Durante dois meses, de 20 de outubro a 19 de dezembro e no período das 23 às 06h00, o trânsito vai estar cortado na Ponte Eiffel de Viana do Castelo.

Qual o motivo?
Segundo a Câmara de Viana do Castelo, mas com a obra a ser da responsabilidade da Infraestruturas de Portugal, será necessário realizar uma empreitada que tem como objetivo “a colocação de barreiras para proteção à catenária”, situação reclamada há já algum tempo pelos vianenses.
“Nesse sentido, a entidade informa que, no que toca a trânsito rodoviário, o equipamento de elevação ocupa as duas faixas, o que leva a restrição no trânsito sobre a ponte, das 23h00 às 06h00, em período noturno”, lê-se na nota enviada ao E24.
A linha férrea?
O trânsito ferroviário será também condicionado, com interdição noturna das 00h00 às 05h00, devido a trabalhos
próximos à catenária que exigem corte de tensão.

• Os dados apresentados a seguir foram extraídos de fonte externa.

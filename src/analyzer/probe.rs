use std::collections::HashMap;
use std::fs;
use std::os::unix::fs::PermissionsExt;
use std::path::{Component, Path, PathBuf};

use tracing::debug;

use super::AnalyzerConfig;

/// Joined output of the four probes.
#[derive(Debug, Clone, Default)]
pub struct Signals {
    pub shell_path: Option<String>,
    pub package_manager_path: Option<String>,
    pub file_count: u64,
    pub distribution: Option<String>,
}

/// Run all four probes over a finished scratch root.
///
/// The probes are independent pure reads over an immutable tree, so they fan
/// out on scoped worker threads and join before classification.
pub fn run_all(rootfs: &Path, config: &AnalyzerConfig) -> Signals {
    std::thread::scope(|s| {
        let shell = s.spawn(|| find_executable(rootfs, &config.targets.shells));
        let pkg = s.spawn(|| find_executable(rootfs, &config.targets.package_managers));
        let count = s.spawn(|| count_files(rootfs, config.thresholds.max_file_count));
        let distro = s.spawn(|| distribution(rootfs));

        Signals {
            shell_path: shell.join().expect("shell probe panicked"),
            package_manager_path: pkg.join().expect("package-manager probe panicked"),
            file_count: count.join().expect("file-count probe panicked"),
            distribution: distro.join().expect("distribution probe panicked"),
        }
    })
}

/// Return the first candidate that exists as an executable regular file, or
/// as a symlink whose resolved target is an executable non-directory.
///
/// Candidate order defines precedence; the first hit wins.
pub fn find_executable(rootfs: &Path, candidates: &[String]) -> Option<String> {
    for candidate in candidates {
        let full = rootfs.join(candidate);
        let Ok(meta) = full.symlink_metadata() else {
            continue;
        };

        if meta.file_type().is_symlink() {
            let Ok(target) = fs::read_link(&full) else {
                continue;
            };
            let resolved = resolve_on_disk(rootfs, &full, &target);
            debug!(link = %candidate, target = %resolved.display(), "candidate is a symlink");
            if let Ok(target_meta) = resolved.metadata()
                && !target_meta.is_dir()
                && is_executable(&target_meta)
            {
                return Some(candidate.clone());
            }
        } else if meta.is_file() && is_executable(&meta) {
            return Some(candidate.clone());
        }
    }
    None
}

/// Root an on-disk symlink target inside the scratch root: absolute targets
/// re-root at `rootfs`, relative ones resolve against the link's directory.
/// `..` components collapse lexically and never climb past `rootfs`, so the
/// probe cannot be steered onto host files.
fn resolve_on_disk(rootfs: &Path, link: &Path, target: &Path) -> PathBuf {
    let rel = if target.is_absolute() {
        strip_root(target)
    } else {
        link.parent()
            .and_then(|dir| dir.strip_prefix(rootfs).ok())
            .unwrap_or_else(|| Path::new(""))
            .join(target)
    };
    rootfs.join(lexical_normalize(&rel))
}

fn strip_root(path: &Path) -> PathBuf {
    path.components()
        .filter(|c| !matches!(c, Component::RootDir))
        .collect()
}

/// Collapse `.` and `..` without touching the filesystem. Popping stops at
/// the (relative) root.
fn lexical_normalize(path: &Path) -> PathBuf {
    let mut out = PathBuf::new();
    for comp in path.components() {
        match comp {
            Component::CurDir => {}
            Component::ParentDir => {
                out.pop();
            }
            other => out.push(other),
        }
    }
    out
}

fn is_executable(meta: &fs::Metadata) -> bool {
    meta.permissions().mode() & 0o111 != 0
}

/// Count regular files under `rootfs`, stopping as soon as the count exceeds
/// `cap`. Past the cap only "exceeded" matters, not the exact number.
pub fn count_files(rootfs: &Path, cap: u64) -> u64 {
    let mut count = 0;
    count_into(rootfs, cap, &mut count);
    count
}

fn count_into(dir: &Path, cap: u64, count: &mut u64) -> bool {
    let Ok(entries) = fs::read_dir(dir) else {
        return true;
    };
    for entry in entries.flatten() {
        let Ok(file_type) = entry.file_type() else {
            continue;
        };
        if file_type.is_file() {
            *count += 1;
            if *count > cap {
                return false;
            }
        } else if file_type.is_dir() && !count_into(&entry.path(), cap, count) {
            return false;
        }
    }
    true
}

/// Identify the Linux distribution from `etc/os-release`, with the Alpine
/// marker file as a fallback signal.
pub fn distribution(rootfs: &Path) -> Option<String> {
    match fs::read_to_string(rootfs.join("etc/os-release")) {
        Ok(content) => {
            let fields = parse_os_release(&content);
            if let Some(pretty) = fields.get("PRETTY_NAME") {
                return Some(pretty.clone());
            }
            match (fields.get("NAME"), fields.get("VERSION_ID")) {
                (Some(name), Some(version)) => Some(format!("{name} {version}")),
                (Some(name), None) => Some(name.clone()),
                _ => fields.get("ID").cloned(),
            }
        }
        Err(_) => {
            if rootfs.join("etc/alpine-release").exists() {
                Some("Alpine Linux".to_string())
            } else {
                None
            }
        }
    }
}

/// Parse `KEY=value` lines, ignoring comments and stripping quotes.
fn parse_os_release(content: &str) -> HashMap<String, String> {
    let mut fields = HashMap::new();
    for line in content.lines() {
        let line = line.trim();
        if line.starts_with('#') {
            continue;
        }
        if let Some((key, value)) = line.split_once('=') {
            let value = value.trim_matches(|c| c == '"' || c == '\'');
            fields.insert(key.to_uppercase(), value.to_string());
        }
    }
    fields
}

#[cfg(test)]
mod tests {
    use super::*;
    use std::os::unix::fs::symlink;

    fn write_exec(path: &Path, data: &[u8]) {
        if let Some(parent) = path.parent() {
            fs::create_dir_all(parent).unwrap();
        }
        fs::write(path, data).unwrap();
        fs::set_permissions(path, fs::Permissions::from_mode(0o755)).unwrap();
    }

    fn write_plain(path: &Path, data: &[u8]) {
        if let Some(parent) = path.parent() {
            fs::create_dir_all(parent).unwrap();
        }
        fs::write(path, data).unwrap();
        fs::set_permissions(path, fs::Permissions::from_mode(0o644)).unwrap();
    }

    fn candidates(paths: &[&str]) -> Vec<String> {
        paths.iter().map(|p| p.to_string()).collect()
    }

    #[test]
    fn earlier_candidate_wins() {
        let root = tempfile::tempdir().unwrap();
        write_exec(&root.path().join("bin/sh"), b"#!");
        write_exec(&root.path().join("bin/bash"), b"#!");

        let found = find_executable(root.path(), &candidates(&["bin/sh", "bin/bash"]));
        assert_eq!(found.as_deref(), Some("bin/sh"));
    }

    #[test]
    fn non_executable_file_does_not_count() {
        let root = tempfile::tempdir().unwrap();
        write_plain(&root.path().join("bin/sh"), b"data");

        assert_eq!(find_executable(root.path(), &candidates(&["bin/sh"])), None);
    }

    #[test]
    fn symlink_to_executable_counts_via_relative_target() {
        let root = tempfile::tempdir().unwrap();
        write_exec(&root.path().join("bin/busybox"), b"#!");
        symlink("busybox", root.path().join("bin/sh")).unwrap();

        let found = find_executable(root.path(), &candidates(&["bin/sh"]));
        assert_eq!(found.as_deref(), Some("bin/sh"));
    }

    #[test]
    fn absolute_symlink_target_is_rooted_at_rootfs() {
        let root = tempfile::tempdir().unwrap();
        write_exec(&root.path().join("bin/dash"), b"#!");
        fs::create_dir_all(root.path().join("usr/bin")).unwrap();
        symlink("/bin/dash", root.path().join("usr/bin/sh")).unwrap();

        let found = find_executable(root.path(), &candidates(&["usr/bin/sh"]));
        assert_eq!(found.as_deref(), Some("usr/bin/sh"));
    }

    #[test]
    fn escaping_symlink_target_never_leaves_the_root() {
        // The host's /bin/sh exists and is executable; a link trying to climb
        // out of the scratch root must not reach it.
        let root = tempfile::tempdir().unwrap();
        fs::create_dir_all(root.path().join("bin")).unwrap();
        symlink("../../../../../bin/sh", root.path().join("bin/bash")).unwrap();

        assert_eq!(find_executable(root.path(), &candidates(&["bin/bash"])), None);
    }

    #[test]
    fn climbing_target_clamps_at_the_root() {
        let root = tempfile::tempdir().unwrap();
        write_exec(&root.path().join("bin/dash"), b"#!");
        fs::create_dir_all(root.path().join("usr/bin")).unwrap();
        symlink("../../../../bin/dash", root.path().join("usr/bin/sh")).unwrap();

        let found = find_executable(root.path(), &candidates(&["usr/bin/sh"]));
        assert_eq!(found.as_deref(), Some("usr/bin/sh"));
    }

    #[test]
    fn dangling_symlink_does_not_count() {
        let root = tempfile::tempdir().unwrap();
        fs::create_dir_all(root.path().join("bin")).unwrap();
        symlink("busybox", root.path().join("bin/sh")).unwrap();

        assert_eq!(find_executable(root.path(), &candidates(&["bin/sh"])), None);
    }

    #[test]
    fn count_stops_right_past_the_cap() {
        let root = tempfile::tempdir().unwrap();
        let flat = root.path().join("flat");
        fs::create_dir_all(&flat).unwrap();
        for i in 0..10 {
            fs::write(flat.join(format!("f{i}")), b"x").unwrap();
        }
        // A sentinel subtree that must never be reached once the cap trips.
        let deep = root.path().join("zz-deep");
        fs::create_dir_all(&deep).unwrap();
        for i in 0..10 {
            fs::write(deep.join(format!("g{i}")), b"x").unwrap();
        }

        let count = count_files(root.path(), 3);
        assert_eq!(count, 4, "counting must stop at the first exceeding file");
    }

    #[test]
    fn count_below_cap_is_exact() {
        let root = tempfile::tempdir().unwrap();
        write_plain(&root.path().join("a/one"), b"1");
        write_plain(&root.path().join("a/b/two"), b"2");
        write_plain(&root.path().join("three"), b"3");

        assert_eq!(count_files(root.path(), 250), 3);
    }

    #[test]
    fn os_release_precedence() {
        let fields = "NAME=\"Debian GNU/Linux\"\nVERSION_ID=\"12\"\nPRETTY_NAME=\"Debian GNU/Linux 12 (bookworm)\"\nID=debian\n";
        let root = tempfile::tempdir().unwrap();
        write_plain(&root.path().join("etc/os-release"), fields.as_bytes());
        assert_eq!(
            distribution(root.path()).as_deref(),
            Some("Debian GNU/Linux 12 (bookworm)")
        );
    }

    #[test]
    fn os_release_name_version_fallback() {
        let root = tempfile::tempdir().unwrap();
        write_plain(
            &root.path().join("etc/os-release"),
            b"# comment\nNAME='Ubuntu'\nVERSION_ID=22.04\n",
        );
        assert_eq!(distribution(root.path()).as_deref(), Some("Ubuntu 22.04"));
    }

    #[test]
    fn alpine_marker_fallback() {
        let root = tempfile::tempdir().unwrap();
        write_plain(&root.path().join("etc/alpine-release"), b"3.20.1\n");
        assert_eq!(distribution(root.path()).as_deref(), Some("Alpine Linux"));
    }

    #[test]
    fn no_signal_at_all() {
        let root = tempfile::tempdir().unwrap();
        assert_eq!(distribution(root.path()), None);
    }
}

Apesar da obra em curso, haverá permissão ao trânsito de peões, bicicletas e motociclos.
A instalação da proteção definitiva vai permitir a remoção das redes provisórias e a reabertura da circulação pedonal do passeio existente do lado da via-férrea nas rampas de acesso ao tabuleiro superior rodoviário da ponte Eiffel.
A história da ponte
Desde 1878, a Ponte Eiffel é um dos maiores ícones de Viana do Castelo, pontuando o estuário do Lima e marcando a paisagem urbana da cidade.
Esta ponte de ferro substituiu a precária ponte de madeira e trouxe uma força e modernidade indiscutível à cidade no ano de 1878 por proporcionar a chegada do comboio, apelidado pelas gentes de então de “cavalo negro que deitava fumo”, dando um novo impulso às ligações do norte de Portugal com a vizinha Galiza.
A 30 de junho desse ano, foi inaugurado o troço ferroviário entre Darque e Caminha, tendo a cerimónia sido
realizada no edifício provisório da Estação de Viana do Castelo.
Este monumento, que estrutura a EN13 e a Linha do Minho sobre o Rio Lima, é também um símbolo da arquitetura do ferro em Portugal, uma obra monumental para a sua altura, com 645 metros de comprimento e dois tabuleiros metálicos, sendo o superior rodoviário, para trânsito automóvel e pedestre, e o inferior ferroviário.